The therapeutic relationship can then be dissolved. The patient and nurse according to Peplau have both grown and benefited due to this interpersonal relationship. (George, 2011) Role Analysis of the Nurse At many points during the movie you can see the nurse, Susie Monahan using the theories of Dorothea Orem and Hildegard Peplau. One of the first scenes that she utilizes Peplau’s theory is when they first encounter each other during her pelvic exam with Jason the research fellow, she is thoroughly humiliated and just with a simple smile from Susie they establish a relationship.

During the course of the movie Susie is her only caregiver and she follows Vivian’s lead on how much care she provides. As Vivian grows weaker and is less able to care for herself she intervenes. This method shows Susie using Orem’s self care deficit. One scene that she uses Peplau’s model is during a discussion they had about end of life issues. This very moving scene really cemented their growing relationship and each learned to trust the other. They were both able to foster a great working relationship and both nurse and patient gained wonderful insight into each other’s values about life and death.

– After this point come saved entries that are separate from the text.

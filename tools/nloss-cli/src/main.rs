//! nLoss interactive shell
//!
//! Reads commands from a script file or from standard input and runs them
//! against a bank of sixteen image slots. Logging goes to stderr and is
//! controlled with `NLOSS_LOG` (for example `NLOSS_LOG=nloss=debug`).

mod repl;

use std::fs;
use std::io::{self, BufRead, Write};
use std::path::{Path, PathBuf};

use anyhow::{Context, Result};
use clap::Parser;
use nloss::ImageBank;
use tracing::debug;
use tracing_subscriber::EnvFilter;

use crate::repl::Outcome;

const LOG_ENV: &str = "NLOSS_LOG";
const PROMPT: &str = "nloss> ";

#[derive(Parser, Debug)]
#[command(name = "nloss")]
#[command(about = "Apply blockwise transforms to 24-bit BMP images", long_about = None)]
#[command(version)]
struct Args {
    /// File of commands to run, one per line, instead of reading stdin
    script: Option<PathBuf>,
}

fn init_tracing() {
    let filter = EnvFilter::try_from_env(LOG_ENV).unwrap_or_else(|_| EnvFilter::new("warn"));
    tracing_subscriber::fmt()
        .with_env_filter(filter)
        .with_writer(io::stderr)
        .with_target(false)
        .init();
}

/// Run one line, printing its result; returns false when the session ends
fn run_line(bank: &mut ImageBank, line: &str) -> bool {
    let line = line.trim();
    if line.is_empty() || line.starts_with('#') {
        return true;
    }

    let parsed = match repl::parse(line) {
        Ok(parsed) => parsed,
        Err(err) => {
            debug!(%line, "unparsable command");
            eprintln!("Error: {}", err.to_string().trim_end());
            eprintln!("Type 'help' for available commands.");
            return true;
        }
    };

    match repl::execute(bank, parsed) {
        Ok(Outcome::Message(message)) => {
            println!("{}", message);
            true
        }
        Ok(Outcome::Exit) => false,
        Err(err) => {
            eprintln!("Error: {}", err);
            true
        }
    }
}

fn run_script(bank: &mut ImageBank, path: &Path) -> Result<()> {
    let script = fs::read_to_string(path)
        .with_context(|| format!("Failed to read script {}", path.display()))?;
    for (number, line) in script.lines().enumerate() {
        debug!(line = number + 1, "script");
        if !run_line(bank, line) {
            break;
        }
    }
    Ok(())
}

fn run_interactive(bank: &mut ImageBank) -> Result<()> {
    println!("nLoss started. Type 'help' for available commands.");
    println!("Supported format: 24-bit uncompressed BMP files");

    let stdin = io::stdin();
    let mut stdout = io::stdout();
    let mut input = String::new();
    loop {
        print!("{}", PROMPT);
        stdout.flush().context("Failed to flush stdout")?;

        input.clear();
        let read = stdin
            .lock()
            .read_line(&mut input)
            .context("Failed to read from stdin")?;
        if read == 0 {
            println!();
            break;
        }
        if !run_line(bank, &input) {
            break;
        }
    }
    Ok(())
}

fn main() -> Result<()> {
    init_tracing();
    let args = Args::parse();
    let mut bank = ImageBank::new();

    match &args.script {
        Some(path) => run_script(&mut bank, path)?,
        None => run_interactive(&mut bank)?,
    }

    debug!(loaded = bank.loaded_count(), "session ended");
    println!("Goodbye!");
    Ok(())
}
//! Discrete sine transforms (DST-II and its DST-III inverse)
//!
//! Both directions use the half-sample basis `sin(π(n+0.5)(k+1)/N)`.
//! The last coefficient enters the inverse with weight 1/2, mirroring the
//! DC term of the cosine pair, which makes `idst2(dst2(x)) == x`.
//! The basis is real, so real and imaginary parts are transformed alike.

use std::f64::consts::PI;

use nloss_core::Sample;
use num_traits::Zero;

#[inline]
fn basis(n: usize, k: usize, len: usize) -> f64 {
    (PI * (n as f64 + 0.5) * (k + 1) as f64 / len as f64).sin()
}

/// Type-II DST: `Y[k] = Σ a[n]·sin(π(n+0.5)(k+1)/N)`
pub fn dst2(input: &[Sample]) -> Vec<Sample> {
    let len = input.len();
    (0..len)
        .map(|k| {
            input
                .iter()
                .enumerate()
                .fold(Sample::zero(), |acc, (n, x)| acc + *x * basis(n, k, len))
        })
        .collect()
}

/// Type-III DST scaled as the exact inverse of [`dst2`]:
/// `y[n] = (2/N)·(Σ_{k<N-1} a[k]·sin(π(n+0.5)(k+1)/N) + a[N-1]·(-1)^n/2)`
pub fn idst2(input: &[Sample]) -> Vec<Sample> {
    let len = input.len();
    (0..len)
        .map(|n| {
            let sum = input
                .iter()
                .enumerate()
                .fold(Sample::zero(), |acc, (k, x)| {
                    let weight = if k + 1 == len { 0.5 } else { 1.0 };
                    acc + *x * (weight * basis(n, k, len))
                });
            sum * (2.0 / len as f64)
        })
        .collect()
}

Susie the nurse could than help to be an advocate for her patient when her patient was unable to do that for herself. In my opinion both theorist were utilized to care for this patient as she grew to require more and more care as the disease took her life. Susie went from only just providing minimal support and help to totally caring for all of Vivian’s needs. This would indicate the use of Orem’s theory. The termination phase in this case was to help Vivian deal with her own mortality. At the end of the film Susie had addressed this and all of her patient’s needs.

The patient was at peace with her decision to not prolong her life any longer and to die with dignity. Conclusion In conclusion, it is clear the wonderful profession nursing is. There are many theories as to what nursing is and many frameworks that are used to guide the profession. Orem’s Self Care Theory and Peplau’s Interpersonal Theories are just two of the theories used to set forward the high standards all nurses strive to achieve in the practice of nursing. One of the goals, as a profession, is to help improve the lives of patients and when that is not to be, to help them deal with death, and to die with dignity.